Man, yesterday was epic!
It was the first time this year that I'd served a double-header at church, but it was a riot along with serving with some truly awesome young adults that make serving at church what it is; epic!
Also, as an added bonus, I found out that my splash circle is getting bigger, which is awesome as my movement starts to gain momentum...
The Movement Gains Momentum
So, let's start at the top, shall we?
It was raining, which is standard at this time of year in Manchester, but that didn't stop my enthusiasm because I love to serve at church as it reminds you that you are part of something so much bigger than yourself.
Yes, I might be going through some really challenging stuff that leaves me emotionally charged or drained, depending on how I react to it, but the reality of the situation is that yesterday I could not have been happier to be a part of such a movement that is !Audacious Church.
I said before how I wanted to start a movement across social media and it is so good to see how my splash circle is gradually increasing as more and more people are aware that what I say on social media and who I am in real life are one and the same.
All because this book that I am writing is challenging me so much to make sure I'm rooting my identity in the correct place; Christ Jesus and nowhere else, and I mean nowhere else: -
Without a doubt this song sums up how I feel at the moment because my heart may indeed "wander no longer" now that it has seen, heard & felt Jesus move in so many different ways lately, so much more than I could ever account for upon here.
Now that my life is indeed heading onwards and upwards after my initial rocky start, I am left basking in the afterglow of how other people have reacted to my words & actions.
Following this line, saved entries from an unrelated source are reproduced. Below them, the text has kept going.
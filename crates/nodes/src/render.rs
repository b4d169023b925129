//! Render: validate the aggregated state and build the release-notes document.

use std::collections::{BTreeMap, HashMap};
use std::fmt::Write as _;

use pipeline::{
    ChangeCategory, ChangeEntry, CommitSha, ImpactLevel, PipelineState, ReleaseNotesDocument,
    ReleaseNotesError, Timestamp,
};
use tracing::info;

/// Maximum impact across entries; `Low` when there are none.
pub fn overall_impact(entries: &[ChangeEntry]) -> ImpactLevel {
    entries
        .iter()
        .map(|e| e.impact)
        .max()
        .unwrap_or(ImpactLevel::Low)
}

/// Per-category counts with every category present.
pub fn category_counts(entries: &[ChangeEntry]) -> BTreeMap<ChangeCategory, usize> {
    let mut counts: BTreeMap<ChangeCategory, usize> =
        ChangeCategory::ALL.iter().map(|c| (*c, 0)).collect();
    for entry in entries {
        *counts.entry(entry.category).or_insert(0) += 1;
    }
    counts
}

/// Checks that every commit is represented exactly once or skipped.
pub fn validate(state: &PipelineState) -> Result<(), String> {
    let mut owners: HashMap<&CommitSha, usize> = HashMap::new();
    for (index, entry) in state.entries().iter().enumerate() {
        if entry.commits.is_empty() {
            return Err(format!("entry {index} (\"{}\") has no source commits", entry.title));
        }
        for sha in &entry.commits {
            if state.commit(sha).is_none() {
                return Err(format!("entry {index} references unknown commit {sha}"));
            }
            if let Some(previous) = owners.insert(sha, index) {
                return Err(format!("commit {sha} appears in entries {previous} and {index}"));
            }
        }
    }
    let missing = state.unrepresented_commits();
    if !missing.is_empty() {
        let list: Vec<&str> = missing.iter().map(|s| s.as_str()).collect();
        return Err(format!(
            "{} commit(s) neither represented nor skipped: {}",
            missing.len(),
            list.join(", ")
        ));
    }
    Ok(())
}

/// Builds the document from the final state.
#[tracing::instrument(skip(state), fields(stage = "render"))]
pub fn render(
    state: &PipelineState,
    project_name: &str,
    generated_at: Timestamp,
) -> Result<ReleaseNotesDocument, ReleaseNotesError> {
    if let Err(reason) = validate(state) {
        let diagnostics_dump = serde_json::to_string_pretty(state)
            .unwrap_or_else(|e| format!("{{\"error\": \"state not serialisable: {e}\"}}"));
        return Err(ReleaseNotesError::Render {
            reason,
            diagnostics_dump,
        });
    }

    let entries = state.entries().to_vec();
    let (version, range_description) = match state.range() {
        Some(r) => (r.version_label.clone(), r.description.clone()),
        None => ("Unreleased".to_string(), String::new()),
    };

    let document = ReleaseNotesDocument {
        project_name: project_name.to_string(),
        version,
        range_description,
        generated_at,
        total_changes: entries.len(),
        category_counts: category_counts(&entries),
        overall_impact: overall_impact(&entries),
        breaking_changes: entries.iter().filter(|e| e.breaking).count(),
        degraded_entries: entries.iter().filter(|e| e.degraded).count(),
        incomplete: state.is_incomplete(),
        diagnostics: state.diagnostics().to_vec(),
        entries,
    };
    info!(
        total = document.total_changes,
        impact = %document.overall_impact,
        incomplete = document.incomplete,
        "document rendered"
    );
    Ok(document)
}

// ---------------------------------------------------------------------------
// Markdown
// ---------------------------------------------------------------------------

fn plural(n: usize, one: &str, many: &str) -> String {
    if n == 1 {
        format!("{n} {one}")
    } else {
        format!("{n} {many}")
    }
}

fn category_phrase(category: ChangeCategory, n: usize) -> String {
    if n == 1 {
        match category {
            ChangeCategory::Other => "1 other change".to_string(),
            c => format!("1 {c}"),
        }
    } else {
        format!("{n} {}", category.plural_label())
    }
}

fn summary(doc: &ReleaseNotesDocument) -> String {
    if doc.total_changes == 0 {
        return format!(
            "This release includes no changes. Overall impact: **{}**.",
            doc.overall_impact
        );
    }
    let breakdown: Vec<String> = ChangeCategory::ALL
        .iter()
        .filter(|c| doc.count(**c) > 0)
        .map(|c| category_phrase(*c, doc.count(*c)))
        .collect();
    let mut text = format!(
        "This release includes {} ({}). Overall impact: **{}**.",
        plural(doc.total_changes, "change", "changes"),
        breakdown.join(", "),
        doc.overall_impact
    );
    if doc.breaking_changes > 0 {
        let _ = write!(
            text,
            " It contains {}; review them before upgrading.",
            plural(doc.breaking_changes, "breaking change", "breaking changes")
        );
    }
    if doc.degraded_entries > 0 {
        let _ = write!(
            text,
            " {} could not be analysed and {} summarised from the raw commit message.",
            plural(doc.degraded_entries, "entry", "entries"),
            if doc.degraded_entries == 1 { "is" } else { "are" }
        );
    }
    text
}

fn one_line(text: &str) -> String {
    text.split_whitespace().collect::<Vec<_>>().join(" ")
}

/// Fixed Markdown rendering of a document.
pub fn to_markdown(doc: &ReleaseNotesDocument) -> String {
    let mut out = String::new();
    let _ = writeln!(out, "# {} Release Notes {}", doc.project_name, doc.version);
    out.push('\n');
    let _ = writeln!(out, "Generated on: {}", doc.generated_at.date_string());
    if !doc.range_description.is_empty() {
        let _ = writeln!(out, "Range: {}", doc.range_description);
    }
    out.push('\n');

    if doc.incomplete {
        let skipped = doc.diagnostics.iter().filter(|d| d.is_skip()).count();
        let _ = writeln!(
            out,
            "> **Incomplete:** the run stopped early; {} not analysed.",
            plural(skipped, "commit was", "commits were")
        );
        out.push('\n');
    }

    out.push_str("## Summary\n\n");
    out.push_str(&summary(doc));
    out.push_str("\n\n");

    if !doc.entries.is_empty() {
        out.push_str("## Changes\n\n");
        for entry in &doc.entries {
            let marker = if entry.breaking { " (breaking)" } else { "" };
            let _ = writeln!(out, "- **{}**{marker}  ", one_line(&entry.title));
            let _ = writeln!(out, "  {}", one_line(&entry.description));
        }
        out.push('\n');
    }

    if !doc.diagnostics.is_empty() {
        out.push_str("## Diagnostics\n\n");
        for diagnostic in &doc.diagnostics {
            let _ = writeln!(out, "- {}", one_line(&diagnostic.to_string()));
        }
        out.push('\n');
    }

    out
}

/// `release-notes-<version-slug>-<YYYY-MM-DD>.md`
pub fn file_name(doc: &ReleaseNotesDocument) -> String {
    let mut slug = String::new();
    for c in doc.version.to_lowercase().chars() {
        if c.is_ascii_alphanumeric() || c == '.' {
            slug.push(c);
        } else if !slug.ends_with('-') {
            slug.push('-');
        }
    }
    let slug = slug.trim_matches('-');
    let slug = if slug.is_empty() { "unreleased" } else { slug };
    format!("release-notes-{slug}-{}.md", doc.generated_at.date_string())
}

#[cfg(test)]
mod tests {
    use pipeline::{
        CommitRecord, Diagnostic, DiagnosticKind, GitRef, RangeResolution, StageName,
    };

    use super::*;

    fn sha(s: &str) -> CommitSha {
        CommitSha::new(s).unwrap()
    }

    fn commit(s: &str) -> CommitRecord {
        CommitRecord {
            sha: sha(s),
            author: "dev".into(),
            timestamp: Timestamp::from_unix_seconds(1_700_000_000).unwrap(),
            message: format!("Change {s}"),
            files_changed: vec![],
        }
    }

    fn entry(commits: &[&str], category: ChangeCategory, impact: ImpactLevel) -> ChangeEntry {
        ChangeEntry {
            category,
            title: format!("Title {}", commits.join("+")),
            description: "Something\nchanged.".into(),
            impact,
            breaking: false,
            commits: commits.iter().map(|c| sha(c)).collect(),
            degraded: false,
        }
    }

    fn state_with(commits: &[&str]) -> PipelineState {
        let mut state = PipelineState::new();
        state.set_range(RangeResolution {
            since: None,
            until: GitRef::head(),
            description: "unreleased changes since v1.0.0".into(),
            version_label: "v1.1.0".into(),
            latest_tag: Some("v1.0.0".into()),
        });
        for c in commits {
            state.record_commit(commit(c));
        }
        state
    }

    fn at() -> Timestamp {
        Timestamp::parse_rfc3339("2024-05-06T10:00:00Z").unwrap()
    }

    #[test]
    fn overall_impact_is_the_maximum_or_low_when_empty() {
        assert_eq!(overall_impact(&[]), ImpactLevel::Low);
        let entries = vec![
            entry(&["a"], ChangeCategory::Fix, ImpactLevel::Medium),
            entry(&["b"], ChangeCategory::Chore, ImpactLevel::Low),
        ];
        assert_eq!(overall_impact(&entries), ImpactLevel::Medium);
    }

    #[test]
    fn empty_state_renders_an_empty_low_impact_document() {
        let doc = render(&state_with(&[]), "Demo", at()).unwrap();
        assert_eq!(doc.total_changes, 0);
        assert_eq!(doc.overall_impact, ImpactLevel::Low);
        assert!(doc.entries.is_empty());
        assert!(ChangeCategory::ALL.iter().all(|c| doc.count(*c) == 0));
        assert!(to_markdown(&doc).contains("This release includes no changes."));
    }

    #[test]
    fn counts_and_flags_are_aggregated() {
        let mut state = state_with(&["a", "b", "c"]);
        state.append_change_entry(entry(&["a"], ChangeCategory::Fix, ImpactLevel::Low));
        let mut breaking = entry(&["b"], ChangeCategory::Feature, ImpactLevel::High);
        breaking.breaking = true;
        state.append_change_entry(breaking);
        let mut degraded = entry(&["c"], ChangeCategory::Other, ImpactLevel::Low);
        degraded.degraded = true;
        state.append_change_entry(degraded);

        let doc = render(&state, "Demo", at()).unwrap();

        assert_eq!(doc.total_changes, 3);
        assert_eq!(doc.count(ChangeCategory::Fix), 1);
        assert_eq!(doc.count(ChangeCategory::Feature), 1);
        assert_eq!(doc.count(ChangeCategory::Chore), 0);
        assert_eq!(doc.breaking_changes, 1);
        assert_eq!(doc.degraded_entries, 1);
        assert_eq!(doc.overall_impact, ImpactLevel::High);
        assert_eq!(doc.version, "v1.1.0");
    }

    #[test]
    fn unrepresented_commit_is_a_render_error_with_dump() {
        let mut state = state_with(&["a", "b"]);
        state.append_change_entry(entry(&["a"], ChangeCategory::Fix, ImpactLevel::Low));

        let err = render(&state, "Demo", at()).unwrap_err();
        match err {
            ReleaseNotesError::Render {
                reason,
                diagnostics_dump,
            } => {
                assert!(reason.contains('b'));
                assert!(diagnostics_dump.contains("\"entries\""));
            }
            other => panic!("unexpected error: {other}"),
        }
    }

    #[test]
    fn duplicate_and_dangling_references_are_rejected() {
        let mut dup = state_with(&["a"]);
        dup.append_change_entry(entry(&["a"], ChangeCategory::Fix, ImpactLevel::Low));
        dup.append_change_entry(entry(&["a"], ChangeCategory::Fix, ImpactLevel::Low));
        assert!(validate(&dup).unwrap_err().contains("appears in entries"));

        let mut dangling = state_with(&["a"]);
        dangling.append_change_entry(entry(
            &["a", "ghost"],
            ChangeCategory::Fix,
            ImpactLevel::Low,
        ));
        assert!(validate(&dangling).unwrap_err().contains("unknown commit"));

        let mut empty = state_with(&[]);
        empty.append_change_entry(entry(&[], ChangeCategory::Fix, ImpactLevel::Low));
        assert!(validate(&empty).unwrap_err().contains("no source commits"));
    }

    #[test]
    fn skipped_commits_satisfy_validation() {
        let mut state = state_with(&["a"]);
        state.record_diagnostic(Diagnostic::for_commit(
            sha("a"),
            StageName::Orchestrator,
            DiagnosticKind::IncompleteTimeout,
            "deadline",
        ));
        state.mark_incomplete();

        let doc = render(&state, "Demo", at()).unwrap();
        assert!(doc.incomplete);
        assert!(to_markdown(&doc)
            .contains("**Incomplete:** the run stopped early; 1 commit was not analysed."));
    }

    #[test]
    fn markdown_layout_is_fixed() {
        let mut state = state_with(&["a", "b"]);
        state.append_change_entry(entry(&["a"], ChangeCategory::Fix, ImpactLevel::Medium));
        state.append_change_entry(entry(&["b"], ChangeCategory::Chore, ImpactLevel::Low));
        let doc = render(&state, "Demo Project", at()).unwrap();

        let expected = concat!(
            "# Demo Project Release Notes v1.1.0\n",
            "\n",
            "Generated on: 2024-05-06\n",
            "Range: unreleased changes since v1.0.0\n",
            "\n",
            "## Summary\n",
            "\n",
            "This release includes 2 changes (1 fix, 1 chore). Overall impact: **medium**.\n",
            "\n",
            "## Changes\n",
            "\n",
            "- **Title a**  \n",
            "  Something changed.\n",
            "- **Title b**  \n",
            "  Something changed.\n",
            "\n",
        );
        assert_eq!(to_markdown(&doc), expected);
    }

    #[test]
    fn file_name_slugs_the_version_and_dates_the_run() {
        let mut doc = render(&state_with(&[]), "Demo", at()).unwrap();
        assert_eq!(file_name(&doc), "release-notes-v1.1.0-2024-05-06.md");
        doc.version = "Release 2 / Beta".into();
        assert_eq!(file_name(&doc), "release-notes-release-2-beta-2024-05-06.md");
    }
}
I'm not saying that I'm doing it for the praises of man, because that is just futile.
Instead I am saying that what I am feeling inside, despite crushing to pieces on someone for ages now, shows up enough on the outside in my words and my actions that people are beginning to notice my enthusiasm and positivity as evidence that God is at work in me this past few weeks.
God's fire has turned up in intensity so much that it has now gone on the inside of me to cleanse me and, hopefully, continue making me more and more like my Saviour every single day. So, though I struggle with containing and holding onto just how much I like a certain person so much, it doesn't threaten to derail my walk with God like it would with someone of a weaker faith.
Final Thought
There comes a critical point in a person's life where they either get stuck in the mud and stay there or, with careful manoeuvring of the throttle and the brakes, they gradually allow God to extricate them and get them on their way.
I'm on my way now, not only do I feel it, but I also own it!
The truth is that I actually feel strong enough to handle my situation because it belongs to Christ now, who handles my situation through me (Phil 4:13). So me giving my situation over to God was the best thing that I could do all that time ago as He, in turn, continues to work through me even though I don't understand half of the feelings that I am having for this person!
So in the end I guess that I am going to have to be the one to tell her and not my L.G.L's, my friends, or anybody else for that matter.
All in God's time, though, all in God's time!
Peace!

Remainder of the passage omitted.